The exam, taken by doctors once they have completed medical training, is an important step for trainees who want to become a physician or paediatrician.
The Board of the Royal Australasian College of Physicians (RACP) on Tuesday announced it will pay more than $2 million in refunds, with 1,200 trainees across Australia and New Zealand to be reimbursed the exam fee of almost $2,000.
The RACP said trainees would not be charged for attempting the resit exam scheduled for Friday, or the alternative date on March 23.
If a trainee does not pass the resit or alternative resit exam, it will not be counted as one of the three attempts at the examination the trainees are allowed.
The botched attempt last week was run by the international IT company Pearson Vue, on behalf of the RACP. It was also the first time the exam was conducted online.

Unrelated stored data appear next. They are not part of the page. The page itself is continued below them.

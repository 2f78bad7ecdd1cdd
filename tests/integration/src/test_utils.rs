//! Shared fixtures: a simulated world with one base and several ships

use baymaster_approach::{AgentReport, ShipAgent, ShipConnector, ShipMotion, SimulatedShip};
use baymaster_base::{BaseCoordinator, BaseResult, CycleReport, StaticConnector, StaticInventory};
use baymaster_core::{Config, ManualClock, MemorySnapshotStore, SnapshotStore, Vec3};
use baymaster_protocol::{BusEndpoint, MemoryBus, ShipStatus};
use std::sync::{Arc, Mutex};
use tracing::debug;

/// Simulation step in milliseconds; also the tick period of every loop.
pub const STEP_MS: u64 = 100;

/// Ship mass used by every fixture (kg).
pub const SHIP_MASS: f64 = 1_000.0;

/// Per-thruster force used by every fixture (N).
pub const SHIP_THRUST: f64 = 5_000.0;

/// Connectors lock when the ship is this close (m).
pub const CONNECT_RANGE: f64 = 3.0;

/// Install a test subscriber once; later calls are no-ops.
pub fn init_test_logging() {
    let _ = tracing_subscriber::fmt()
        .with_env_filter(
            tracing_subscriber::EnvFilter::try_from_default_env()
                .unwrap_or_else(|_| tracing_subscriber::EnvFilter::new("warn")),
        )
        .with_test_writer()
        .try_init();
}

/// Base configuration used by the scenarios: four segments from a 40 m
/// standoff.
pub fn test_config() -> Config {
    let mut config = Config::default();
    config.base.name = "Outpost".to_string();
    config.geometry.waypoint_count = 4;
    config.geometry.standoff_distance = 40.0;
    config.geometry.terminal_offset = 1.5;
    config
}

/// Ship-side connector that locks onto whichever bay connector it is
/// touching, mirroring the lock into the bay's telemetry.
pub struct DockingPort {
    ship_name: String,
    ship: SimulatedShip,
    bay_connectors: Vec<Arc<StaticConnector>>,
    attached: Mutex<Option<Arc<StaticConnector>>>,
}

impl DockingPort {
    pub fn new(ship_name: &str, ship: SimulatedShip, bay_connectors: Vec<Arc<StaticConnector>>) -> Self {
        Self {
            ship_name: ship_name.to_string(),
            ship,
            bay_connectors,
            attached: Mutex::new(None),
        }
    }

    fn attached(&self) -> std::sync::MutexGuard<'_, Option<Arc<StaticConnector>>> {
        self.attached.lock().unwrap_or_else(|p| p.into_inner())
    }
}

impl ShipConnector for DockingPort {
    fn is_connected(&self) -> bool {
        self.attached().is_some()
    }

    fn connect(&self) {
        use baymaster_base::{Connector, ConnectorStatus};

        let mut attached = self.attached();
        if attached.is_some() {
            return;
        }
        let position = self.ship.position();
        let target = self
            .bay_connectors
            .iter()
            .filter(|c| c.status() != ConnectorStatus::Connected)
            .find(|c| c.position().distance(position) <= CONNECT_RANGE);
        if let Some(connector) = target {
            connector.attach(&self.ship_name);
            self.ship.set_velocity(Vec3::ZERO);
            debug!(ship = %self.ship_name, "Connector locked");
            *attached = Some(connector.clone());
        }
    }

    fn disconnect(&self) {
        if let Some(connector) = self.attached().take() {
            connector.detach();
            debug!(ship = %self.ship_name, "Connector released");
        }
    }
}

/// Everything that happened during one [`World::step`].
#[derive(Debug, Clone)]
pub struct StepReport {
    pub base: CycleReport,
    /// Reports of the powered ships, by ship index
    pub agents: Vec<(usize, AgentReport)>,
}

/// One simulated ship and its agent.
pub struct ShipRig {
    pub sim: SimulatedShip,
    pub agent: ShipAgent<BusEndpoint>,
    /// Unpowered ships neither tick nor move.
    pub powered: bool,
}

/// A base, its bays and a fleet of ships on one broadcast bus.
pub struct World {
    pub config: Config,
    pub clock: ManualClock,
    pub bus: MemoryBus,
    pub inventory: StaticInventory,
    pub connectors: Vec<Arc<StaticConnector>>,
    pub base: BaseCoordinator<BusEndpoint>,
    pub ships: Vec<ShipRig>,
}

impl World {
    /// Lossless world with bays facing +Z at the given positions.
    pub fn new(config: Config, bays: &[(&str, Vec3)]) -> Self {
        Self::with_bus(config, bays, MemoryBus::new(), Box::new(MemorySnapshotStore::new()))
    }

    /// World on a caller-supplied bus and base snapshot store.
    pub fn with_bus(config: Config, bays: &[(&str, Vec3)], bus: MemoryBus, store: Box<dyn SnapshotStore>) -> Self {
        init_test_logging();
        let clock = ManualClock::new(1_000);
        let mut inventory = StaticInventory::new();
        let connectors = bays
            .iter()
            .map(|(name, position)| inventory.add_bay(name, *position, Vec3::UNIT_Z, Vec3::UNIT_Y))
            .collect();
        let base = BaseCoordinator::new(&config, Arc::new(clock.clone()), bus.endpoint(), &inventory, store);
        Self {
            config,
            clock,
            bus,
            inventory,
            connectors,
            base,
            ships: Vec::new(),
        }
    }

    /// Add a powered ship at rest. Returns its index.
    pub fn add_ship(&mut self, name: &str, position: Vec3, forward: Vec3, up: Vec3) -> usize {
        let sim = SimulatedShip::new(position, forward, up, SHIP_MASS, SHIP_THRUST);
        let port = Arc::new(DockingPort::new(name, sim.clone(), self.connectors.clone()));
        let agent = ShipAgent::new(
            name,
            self.config.approach.clone(),
            Arc::new(self.clock.clone()),
            self.bus.endpoint(),
            sim.handles_with(port),
            Box::new(MemorySnapshotStore::new()),
        );
        self.ships.push(ShipRig {
            sim,
            agent,
            powered: true,
        });
        self.ships.len() - 1
    }

    /// Ship `index` asks for a bay.
    pub fn request_dock(&mut self, index: usize) {
        self.ships[index].agent.request_dock();
    }

    /// Ship `index` asks to leave its bay.
    pub fn request_undock(&mut self, index: usize) {
        self.ships[index].agent.request_undock();
    }

    /// Replace the base with a fresh coordinator on a new bus endpoint,
    /// as after a process restart. Returns whether a snapshot was restored.
    pub fn restart_base(&mut self, store: Box<dyn SnapshotStore>) -> BaseResult<bool> {
        self.base = BaseCoordinator::new(
            &self.config,
            Arc::new(self.clock.clone()),
            self.bus.endpoint(),
            &self.inventory,
            store,
        );
        self.base.restore()
    }

    /// Advance time by one step: base cycle, agent ticks, physics.
    pub fn step(&mut self) -> StepReport {
        self.clock.advance(STEP_MS);
        let base = self.base.tick();

        let mut agents = Vec::new();
        for (index, rig) in self.ships.iter_mut().enumerate().filter(|(_, r)| r.powered) {
            agents.push((index, rig.agent.tick()));
            rig.sim.step(STEP_MS as f64 / 1_000.0);
        }
        StepReport { base, agents }
    }

    /// Step until `done` holds or `max_steps` pass. Returns the steps taken
    /// when `done` held.
    pub fn run_until(&mut self, max_steps: usize, mut done: impl FnMut(&World) -> bool) -> Option<usize> {
        for taken in 0..max_steps {
            if done(self) {
                return Some(taken);
            }
            self.step();
        }
        done(self).then_some(max_steps)
    }

    pub fn now_ms(&self) -> u64 {
        use baymaster_core::Clock;
        self.clock.now_ms()
    }

    pub fn status(&self, index: usize) -> ShipStatus {
        self.ships[index].agent.status()
    }

    /// True when every ship reports `status`.
    pub fn all(&self, status: ShipStatus) -> bool {
        self.ships.iter().all(|r| r.agent.status() == status)
    }

    /// Ships each bay is currently promised to: reserved, occupied or
    /// approaching per the agents themselves.
    pub fn claims(&self) -> Vec<(String, Vec<String>)> {
        self.base
            .bays()
            .iter()
            .map(|bay| {
                let mut claimants: Vec<String> = Vec::new();
                for name in bay.reserved_for().into_iter().chain(bay.occupant()) {
                    if !claimants.iter().any(|c| c == name) {
                        claimants.push(name.to_string());
                    }
                }
                for rig in &self.ships {
                    let active = matches!(rig.agent.status(), ShipStatus::Docking | ShipStatus::Docked);
                    if active && rig.agent.bay() == Some(bay.name()) {
                        let name = rig.agent.name().to_string();
                        if !claimants.contains(&name) {
                            claimants.push(name);
                        }
                    }
                }
                (bay.name().to_string(), claimants)
            })
            .collect()
    }
}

Pearson Vue said the failure related to human error in the quality assurance phase of the exam set-up.
RACP president Dr Catherine Yelland said the college had requested an inquiry be conducted into the computer shut down.
"We have also been in close discussion with our computer-based exam provider Pearson Vue to understand why the computer system shut down and to negotiate a full-exam-fee refund for trainees," she said.

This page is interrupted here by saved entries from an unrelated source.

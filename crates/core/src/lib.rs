//! Core functionality for the Baymaster docking coordination system.
//!
//! This crate provides the fundamental types and utilities shared by the
//! base coordinator, the agent-side approach controller and the node service:
//! vector geometry, an injectable clock, configuration, logging and the flat
//! key/value snapshot stores.

pub mod clock;
pub mod config;
pub mod geometry;
pub mod logging;
pub mod snapshot;

pub use clock::{Clock, ManualClock, SystemClock};
pub use config::{
    ApproachConfig, BaseConfig, BayLayout, Config, ConfigError, ConnectorLayout, GeometryConfig,
    LoggingConfig, NetworkConfig, SensorLayout,
};
pub use geometry::{angle_between, format_distance, interpolate_path, lerp, rotation_axis, Vec3};
pub use snapshot::{FlatSnapshot, MemorySnapshotStore, SnapshotError, SnapshotStore};
#[cfg(feature = "sqlite")]
pub use snapshot::SqliteSnapshotStore;
//! Error types for wire decoding.

use thiserror::Error;

/// Errors raised while decoding a broadcast frame.
#[derive(Debug, Error, PartialEq)]
pub enum WireError {
    /// Frame has no `Command` field
    #[error("Frame has no Command field")]
    MissingCommand,

    /// Command is not part of the protocol
    #[error("Unknown command: {0}")]
    UnknownCommand(String),

    /// A field is present but cannot be parsed
    #[error("Invalid {field} field: {value:?}")]
    InvalidField {
        /// Field name
        field: &'static str,
        /// Raw value
        value: String,
    },

    /// A vector does not have exactly three components
    #[error("Malformed vector: {0:?}")]
    MalformedVector(String),
}

/// Result type for wire operations.
pub type WireResult<T> = Result<T, WireError>;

"Our focus now is on getting trainees through the paper-based exam this Friday."
Technical glitch 'incredibly distressing'
One Facebook user said she only found out her first attempt did not count when already at home.
"Sat the whole things and was home when I found out it didn't count," she wrote.

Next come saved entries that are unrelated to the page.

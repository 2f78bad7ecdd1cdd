//! Vector math for bay geometry and approach control.
//!
//! All positions and directions are world-space `f64` triples backed by
//! [`nalgebra::Vector3`]. Directions are expected to be unit length where
//! noted; helpers normalize only where a degenerate input has a defined
//! fallback.

use nalgebra::{Rotation3, Unit, Vector3};
use serde::{Deserialize, Serialize};
use std::fmt;
use std::ops::{Add, AddAssign, Deref, Div, Mul, Neg, Sub};

/// Magnitude below which a cross product is treated as degenerate.
pub const DEGENERATE_EPSILON: f64 = 1e-6;

/// Three-component vector.
///
/// Serialized as `{ x, y, z }` so configuration files stay readable.
/// Component reads go through [`Deref`] to the inner vector (`v.x`).
#[derive(Debug, Clone, Copy, PartialEq, Serialize, Deserialize)]
#[serde(from = "Components", into = "Components")]
pub struct Vec3(pub Vector3<f64>);

#[derive(Serialize, Deserialize)]
struct Components {
    x: f64,
    y: f64,
    z: f64,
}

impl From<Components> for Vec3 {
    fn from(c: Components) -> Self {
        Vec3::new(c.x, c.y, c.z)
    }
}

impl From<Vec3> for Components {
    fn from(v: Vec3) -> Self {
        Components { x: v.x, y: v.y, z: v.z }
    }
}

impl Vec3 {
    /// The zero vector.
    pub const ZERO: Vec3 = Vec3::new(0.0, 0.0, 0.0);
    /// Unit X.
    pub const UNIT_X: Vec3 = Vec3::new(1.0, 0.0, 0.0);
    /// Unit Y.
    pub const UNIT_Y: Vec3 = Vec3::new(0.0, 1.0, 0.0);
    /// Unit Z.
    pub const UNIT_Z: Vec3 = Vec3::new(0.0, 0.0, 1.0);

    /// Build a vector from components.
    pub const fn new(x: f64, y: f64, z: f64) -> Self {
        Self(Vector3::new(x, y, z))
    }

    pub fn dot(self, other: Vec3) -> f64 {
        self.0.dot(&other.0)
    }

    /// Cross product (right-handed).
    pub fn cross(self, other: Vec3) -> Vec3 {
        Vec3(self.0.cross(&other.0))
    }

    /// Euclidean length.
    pub fn length(self) -> f64 {
        self.0.norm()
    }

    pub fn distance(self, other: Vec3) -> f64 {
        (self.0 - other.0).norm()
    }

    /// Unit vector in the same direction, or `None` for a zero vector.
    pub fn try_normalize(self) -> Option<Vec3> {
        if !self.is_finite() {
            return None;
        }
        self.0.try_normalize(f64::EPSILON).map(Vec3)
    }

    /// Unit vector in the same direction, zero for a zero vector.
    pub fn normalize_or_zero(self) -> Vec3 {
        self.try_normalize().unwrap_or(Vec3::ZERO)
    }

    /// True when every component is finite.
    pub fn is_finite(self) -> bool {
        self.0.iter().all(|c| c.is_finite())
    }

    /// Rotate by `angle` radians about `axis` (right-hand rule). A zero axis
    /// leaves the vector unchanged.
    pub fn rotate_about(self, axis: Vec3, angle: f64) -> Vec3 {
        match Unit::try_new(axis.0, DEGENERATE_EPSILON) {
            Some(axis) => Vec3(Rotation3::from_axis_angle(&axis, angle) * self.0),
            None => self,
        }
    }
}

impl Default for Vec3 {
    fn default() -> Self {
        Vec3::ZERO
    }
}

impl Deref for Vec3 {
    type Target = Vector3<f64>;

    fn deref(&self) -> &Vector3<f64> {
        &self.0
    }
}

impl From<Vector3<f64>> for Vec3 {
    fn from(v: Vector3<f64>) -> Self {
        Vec3(v)
    }
}

impl Add for Vec3 {
    type Output = Vec3;
    fn add(self, rhs: Vec3) -> Vec3 {
        Vec3(self.0 + rhs.0)
    }
}

impl AddAssign for Vec3 {
    fn add_assign(&mut self, rhs: Vec3) {
        self.0 += rhs.0;
    }
}

impl Sub for Vec3 {
    type Output = Vec3;
    fn sub(self, rhs: Vec3) -> Vec3 {
        Vec3(self.0 - rhs.0)
    }
}

impl Mul<f64> for Vec3 {
    type Output = Vec3;
    fn mul(self, rhs: f64) -> Vec3 {
        Vec3(self.0 * rhs)
    }
}

impl Div<f64> for Vec3 {
    type Output = Vec3;
    fn div(self, rhs: f64) -> Vec3 {
        Vec3(self.0 / rhs)
    }
}

impl Neg for Vec3 {
    type Output = Vec3;
    fn neg(self) -> Vec3 {
        Vec3(-self.0)
    }
}

impl fmt::Display for Vec3 {
    fn fmt(&self, f: &mut fmt::Formatter<'_>) -> fmt::Result {
        write!(f, "({:.2}, {:.2}, {:.2})", self.x, self.y, self.z)
    }
}

/// Angle in radians between two directions.
///
/// nalgebra clamps the cosine before `acos`, so rounding noise on nearly
/// parallel vectors never yields NaN. Zero-length input is treated as fully
/// misaligned (`PI`).
pub fn angle_between(a: Vec3, b: Vec3) -> f64 {
    if a.length() * b.length() <= f64::EPSILON {
        return std::f64::consts::PI;
    }
    a.0.angle(&b.0)
}

/// Unit axis that rotates `from` toward `to`.
///
/// Falls back to `fallback` (normalized) when the cross product is degenerate,
/// which happens for parallel and anti-parallel directions.
pub fn rotation_axis(from: Vec3, to: Vec3, fallback: Vec3) -> Vec3 {
    let axis = from.cross(to);
    if axis.length() < DEGENERATE_EPSILON {
        fallback.normalize_or_zero()
    } else {
        axis.normalize_or_zero()
    }
}

/// Linear interpolation, `t = 0` yields `a`, `t = 1` yields `b`.
pub fn lerp(a: Vec3, b: Vec3, t: f64) -> Vec3 {
    Vec3(a.0.lerp(&b.0, t))
}

/// `segments + 1` evenly spaced points from `start` to `end` inclusive.
pub fn interpolate_path(start: Vec3, end: Vec3, segments: usize) -> Vec<Vec3> {
    if segments == 0 {
        return vec![end];
    }
    (0..=segments)
        .map(|i| lerp(start, end, i as f64 / segments as f64))
        .collect()
}

/// Human-readable distance: metres below one kilometre, kilometres above.
pub fn format_distance(metres: f64) -> String {
    if metres.abs() < 1000.0 {
        format!("{:.0} m", metres)
    } else {
        format!("{:.2} km", metres / 1000.0)
    }
}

If you or anyone you know needs help:
John Zorbas, chairman of the Australian Medical Association Council of Doctors in Training, said the event had caused distress throughout the medical profession.
"This is an exam that some people have [been] studying for years for, and for it to come apart at the last minute because of a technical glitch without a backup system in place is incredibly distressing for these trainees," Dr Zorbas said.
In an anonymous letter, one doctor wrote candidates were struggling to come to terms with what had happened.
"The way these candidates have been treated goes a long way to explaining why these rates of mental illness are so high," it read.
"When the decision was finally made to cancel the examination, candidates were seen outside examination venues crying, struggling to come to terms with the fact that what was meant to be an evening of relief, was one of more anxiety and uncertainty."